▶ WHAT THE TASK REQUIRES: As you look over the data below, please find each line where the word "Option" appears, then copy it.
*** THE DATA Section Begins ***
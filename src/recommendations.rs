//! Rule-based recommendation engine
//!
//! Every tick the engine looks at the freshly updated biometrics and emits
//! a set of advisories. Three of them are *actionable* (hydration, energy,
//! cooling): they persist until the user completes them, may only fire
//! again once their re-trigger window has passed, and completing one
//! applies a remedial change to the biometric state plus a cooldown.
//! All other advisories are recomputed from scratch every tick.
//!
//! | Category     | Trigger                         | Window |
//! |--------------|---------------------------------|--------|
//! | Hydration    | hydration < 90%                 | 60 s   |
//! | Energy       | glycogen < 70%                  | 90 s   |
//! | Cooling      | core temperature > 38.0 °C      | 120 s  |
//! | Intensity    | peak zone                       | -      |
//! | Performance  | cardio zone                     | -      |
//! | Glucose      | Diabetes and glycogen < 40%     | -      |
//! | Blood press. | Hypertension and HR > 160 bpm   | -      |
//! | Electrolyte  | report flags low electrolytes   | -      |

use serde::{Deserialize, Serialize};
use std::fmt;

use crate::config::{CooldownDurations, RetriggerWindows};
use crate::error::SessionError;
use crate::medical::ReportAnalysis;
use crate::models::{
    format_elapsed, BiometricState, CooldownState, ExerciseType, HeartRateZone, LastTriggered,
    BASELINE_CORE_TEMP, RESTING_HEART_RATE,
};
use crate::profile::UserProfile;
use crate::zones::ZoneCalculator;

const HYDRATION_THRESHOLD: f64 = 90.0;
const ENERGY_THRESHOLD: f64 = 70.0;
const COOLING_THRESHOLD: f64 = 38.0;
const GLUCOSE_THRESHOLD: f64 = 40.0;
const HYPERTENSION_HR_LIMIT: u16 = 160;
const SENIOR_AGE: u32 = 50;

const HYDRATION_RESTORE: f64 = 20.0;
const GLYCOGEN_RESTORE: f64 = 25.0;
const COOLING_TEMP_DROP: f64 = 0.3;
const COOLING_HR_DROP: u16 = 10;

/// Identifier unique to one firing of a recommendation
#[derive(Debug, Clone, Copy, PartialEq, Eq, Hash, PartialOrd, Ord, Serialize, Deserialize)]
pub struct RecommendationId(pub u64);

impl fmt::Display for RecommendationId {
    fn fmt(&self, f: &mut fmt::Formatter<'_>) -> fmt::Result {
        write!(f, "#{}", self.0)
    }
}

/// Monotonic id source, owned by the session
#[derive(Debug, Clone, Default)]
pub struct IdSequence {
    last: u64,
}

impl IdSequence {
    pub fn next_id(&mut self) -> RecommendationId {
        self.last += 1;
        RecommendationId(self.last)
    }
}

#[derive(Debug, Clone, Copy, PartialEq, Eq, Hash, Serialize, Deserialize)]
#[serde(rename_all = "kebab-case")]
pub enum RecommendationCategory {
    Status,
    Hydration,
    Energy,
    Cooling,
    Intensity,
    Performance,
    Glucose,
    BloodPressure,
    Electrolyte,
}

impl RecommendationCategory {
    /// Categories the user can act on and complete
    pub fn is_actionable(&self) -> bool {
        matches!(
            self,
            RecommendationCategory::Hydration
                | RecommendationCategory::Energy
                | RecommendationCategory::Cooling
        )
    }
}

impl fmt::Display for RecommendationCategory {
    fn fmt(&self, f: &mut fmt::Formatter<'_>) -> fmt::Result {
        let label = match self {
            RecommendationCategory::Status => "status",
            RecommendationCategory::Hydration => "hydration",
            RecommendationCategory::Energy => "energy",
            RecommendationCategory::Cooling => "cooling",
            RecommendationCategory::Intensity => "intensity",
            RecommendationCategory::Performance => "performance",
            RecommendationCategory::Glucose => "glucose",
            RecommendationCategory::BloodPressure => "blood-pressure",
            RecommendationCategory::Electrolyte => "electrolyte",
        };
        f.write_str(label)
    }
}

/// One advisory shown to the user
#[derive(Debug, Clone, PartialEq, Serialize, Deserialize)]
pub struct Recommendation {
    pub id: RecommendationId,
    pub category: RecommendationCategory,
    pub title: String,
    pub message: String,
    pub actionable: bool,
    pub completed: bool,
    /// Elapsed second at which it fired
    pub issued_at: u64,
}

impl Recommendation {
    fn new(
        ids: &mut IdSequence,
        category: RecommendationCategory,
        title: &str,
        message: String,
        issued_at: u64,
    ) -> Self {
        Self {
            id: ids.next_id(),
            category,
            title: title.to_string(),
            message,
            actionable: category.is_actionable(),
            completed: false,
            issued_at,
        }
    }

    pub fn is_open(&self) -> bool {
        self.actionable && !self.completed
    }
}

/// Everything the rules look at for one tick
#[derive(Debug, Clone, Copy)]
pub struct EvaluationContext<'a> {
    pub state: &'a BiometricState,
    pub profile: &'a UserProfile,
    pub exercise: &'a ExerciseType,
    pub elapsed: u64,
    pub report: Option<&'a ReportAnalysis>,
}

/// Result of one evaluation
#[derive(Debug, Clone, PartialEq)]
pub struct Evaluation {
    /// Full recommendation set for the tick
    pub recommendations: Vec<Recommendation>,

    /// Last-triggered times including this tick's firings
    pub last_triggered: LastTriggered,

    /// Actionable categories that fired on this tick
    pub fired: Vec<RecommendationCategory>,
}

/// Recommendation rules with re-trigger suppression
#[derive(Debug, Clone, Default)]
pub struct RecommendationEngine {
    windows: RetriggerWindows,
}

impl RecommendationEngine {
    pub fn new(windows: RetriggerWindows) -> Self {
        Self { windows }
    }

    /// Evaluate all rules for the current tick
    ///
    /// `existing` is the previous tick's set. Its actionable entries,
    /// completed or not, are carried over; everything else is rebuilt.
    pub fn evaluate(
        &self,
        ctx: &EvaluationContext<'_>,
        existing: &[Recommendation],
        last_triggered: LastTriggered,
        ids: &mut IdSequence,
    ) -> Evaluation {
        let mut last = last_triggered;
        let mut fired = Vec::new();

        let mut recommendations = vec![status(ctx, ids)];
        recommendations.extend(existing.iter().filter(|r| r.actionable).cloned());

        let has_open = |category| existing.iter().any(|r| r.category == category && r.is_open());
        let now = ctx.elapsed;

        if ctx.state.hydration_level < HYDRATION_THRESHOLD
            && !has_open(RecommendationCategory::Hydration)
            && window_open(last.hydration, now, self.windows.hydration)
        {
            recommendations.push(hydration(ctx, ids));
            last.hydration = Some(now);
            fired.push(RecommendationCategory::Hydration);
        }

        if ctx.state.glycogen_stores < ENERGY_THRESHOLD
            && !has_open(RecommendationCategory::Energy)
            && window_open(last.energy, now, self.windows.energy)
        {
            recommendations.push(energy(ctx, ids));
            last.energy = Some(now);
            fired.push(RecommendationCategory::Energy);
        }

        if ctx.state.core_temp_c > COOLING_THRESHOLD
            && !has_open(RecommendationCategory::Cooling)
            && window_open(last.temperature, now, self.windows.temperature)
        {
            recommendations.push(cooling(ctx, ids));
            last.temperature = Some(now);
            fired.push(RecommendationCategory::Cooling);
        }

        recommendations.extend(advisories(ctx, ids));

        Evaluation {
            recommendations,
            last_triggered: last,
            fired,
        }
    }
}

fn window_open(last: Option<u64>, now: u64, window: u64) -> bool {
    match last {
        None => true,
        Some(at) => now.saturating_sub(at) > window,
    }
}

/// Address the user by name when one is known
fn personalize(profile: &UserProfile, sentence: &str) -> String {
    let name = profile.name().trim();
    if name.is_empty() {
        let mut chars = sentence.chars();
        match chars.next() {
            Some(first) => first.to_uppercase().chain(chars).collect(),
            None => String::new(),
        }
    } else {
        format!("{}, {}", name, sentence)
    }
}

fn status(ctx: &EvaluationContext<'_>, ids: &mut IdSequence) -> Recommendation {
    Recommendation::new(
        ids,
        RecommendationCategory::Status,
        "Session Status",
        format!(
            "{} for {} - {} zone",
            ctx.exercise,
            format_elapsed(ctx.elapsed),
            ctx.state.heart_rate_zone
        ),
        ctx.elapsed,
    )
}

fn hydration(ctx: &EvaluationContext<'_>, ids: &mut IdSequence) -> Recommendation {
    let level = ctx.state.hydration_level;
    let water_ml = ((100.0 - level) * ctx.profile.weight_kg_or_default() * 0.015).round();
    let severity = if level < 70.0 {
        "URGENT: "
    } else if level < 80.0 {
        "Important: "
    } else {
        ""
    };

    let sentence = format!(
        "drink {:.0}ml of water now. Hydration is at {:.0}%.",
        water_ml, level
    );

    Recommendation::new(
        ids,
        RecommendationCategory::Hydration,
        "Hydration Alert",
        format!("{}{}", severity, personalize(ctx.profile, &sentence)),
        ctx.elapsed,
    )
}

fn energy(ctx: &EvaluationContext<'_>, ids: &mut IdSequence) -> Recommendation {
    let base = if ctx.profile.is_female() { 25.0 } else { 30.0 };
    let carbs_g = (base * ctx.exercise.carb_multiplier()).round();

    let mut message = personalize(
        ctx.profile,
        &format!(
            "take in {:.0}g of fast-acting carbohydrates. Glycogen is at {:.0}%.",
            carbs_g, ctx.state.glycogen_stores
        ),
    );
    if ctx.profile.has_condition("Diabetes") {
        message.push_str(" Check your blood glucose before refuelling.");
    }

    Recommendation::new(
        ids,
        RecommendationCategory::Energy,
        "Energy Boost Needed",
        message,
        ctx.elapsed,
    )
}

fn cooling(ctx: &EvaluationContext<'_>, ids: &mut IdSequence) -> Recommendation {
    let mut message = personalize(
        ctx.profile,
        &format!(
            "ease off and cool down. Core temperature is {:.1}°C.",
            ctx.state.core_temp_c
        ),
    );
    if ctx.profile.age().map_or(false, |age| age > SENIOR_AGE) {
        message.push_str(" Take extra care: heat tolerance drops with age.");
    }

    Recommendation::new(
        ids,
        RecommendationCategory::Cooling,
        "Overheating Risk",
        message,
        ctx.elapsed,
    )
}

/// Non-actionable advisories, rebuilt every tick
fn advisories(ctx: &EvaluationContext<'_>, ids: &mut IdSequence) -> Vec<Recommendation> {
    let mut advisories = Vec::new();
    let state = ctx.state;

    match state.heart_rate_zone {
        HeartRateZone::Peak => {
            let (low, high) = ZoneCalculator::target_band(ctx.profile.max_heart_rate_or_default());
            advisories.push(Recommendation::new(
                ids,
                RecommendationCategory::Intensity,
                "Reduce Intensity",
                format!(
                    "Heart rate is in the peak zone. Ease back to {}-{} bpm (70-85% of max).",
                    low, high
                ),
                ctx.elapsed,
            ));
        }
        HeartRateZone::Cardio => {
            advisories.push(Recommendation::new(
                ids,
                RecommendationCategory::Performance,
                "Great Work",
                personalize(
                    ctx.profile,
                    "you're in the cardio zone, ideal for building endurance. Keep it up!",
                ),
                ctx.elapsed,
            ));
        }
        _ => {}
    }

    if ctx.profile.has_condition("Diabetes") && state.glycogen_stores < GLUCOSE_THRESHOLD {
        advisories.push(Recommendation::new(
            ids,
            RecommendationCategory::Glucose,
            "Blood Sugar Alert",
            "Monitor blood glucose. Consider 15g quick carbs.".to_string(),
            ctx.elapsed,
        ));
    }

    if ctx.profile.has_condition("Hypertension") && state.heart_rate > HYPERTENSION_HR_LIMIT {
        advisories.push(Recommendation::new(
            ids,
            RecommendationCategory::BloodPressure,
            "Heart Rate Elevated",
            format!(
                "Heart rate above {} bpm. Reduce intensity to manage blood pressure.",
                HYPERTENSION_HR_LIMIT
            ),
            ctx.elapsed,
        ));
    }

    if ctx.report.map_or(false, |report| report.low_electrolytes) {
        advisories.push(Recommendation::new(
            ids,
            RecommendationCategory::Electrolyte,
            "Electrolyte Attention",
            "Your medical report shows low baseline electrolytes. Consider an electrolyte drink."
                .to_string(),
            ctx.elapsed,
        ));
    }

    advisories
}

/// Mark a recommendation completed and apply its remedial action
///
/// Completion is one-way. Non-actionable or already completed
/// recommendations are rejected without touching the state.
pub fn apply_completion(
    recommendation: &mut Recommendation,
    state: &mut BiometricState,
    cooldowns: &mut CooldownState,
    durations: &CooldownDurations,
) -> Result<(), SessionError> {
    if !recommendation.actionable {
        return Err(SessionError::NotActionable {
            id: recommendation.id,
        });
    }
    if recommendation.completed {
        return Err(SessionError::AlreadyCompleted {
            id: recommendation.id,
        });
    }

    match recommendation.category {
        RecommendationCategory::Hydration => {
            state.hydration_level = (state.hydration_level + HYDRATION_RESTORE).min(100.0);
            cooldowns.hydration = durations.hydration;
        }
        RecommendationCategory::Energy => {
            state.glycogen_stores = (state.glycogen_stores + GLYCOGEN_RESTORE).min(100.0);
            cooldowns.energy = durations.energy;
        }
        RecommendationCategory::Cooling => {
            state.core_temp_c = (state.core_temp_c - COOLING_TEMP_DROP).max(BASELINE_CORE_TEMP);
            state.heart_rate = state
                .heart_rate
                .saturating_sub(COOLING_HR_DROP)
                .max(RESTING_HEART_RATE);
            cooldowns.temperature = durations.temperature;
        }
        _ => {
            return Err(SessionError::NotActionable {
                id: recommendation.id,
            })
        }
    }

    recommendation.completed = true;
    Ok(())
}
*** THE DATA Section Ends ***
▶ RESULT OF THE TASK:
    pub report: Option<&'a ReportAnalysis>,
fn window_open(last: Option<u64>, now: u64, window: u64) -> bool {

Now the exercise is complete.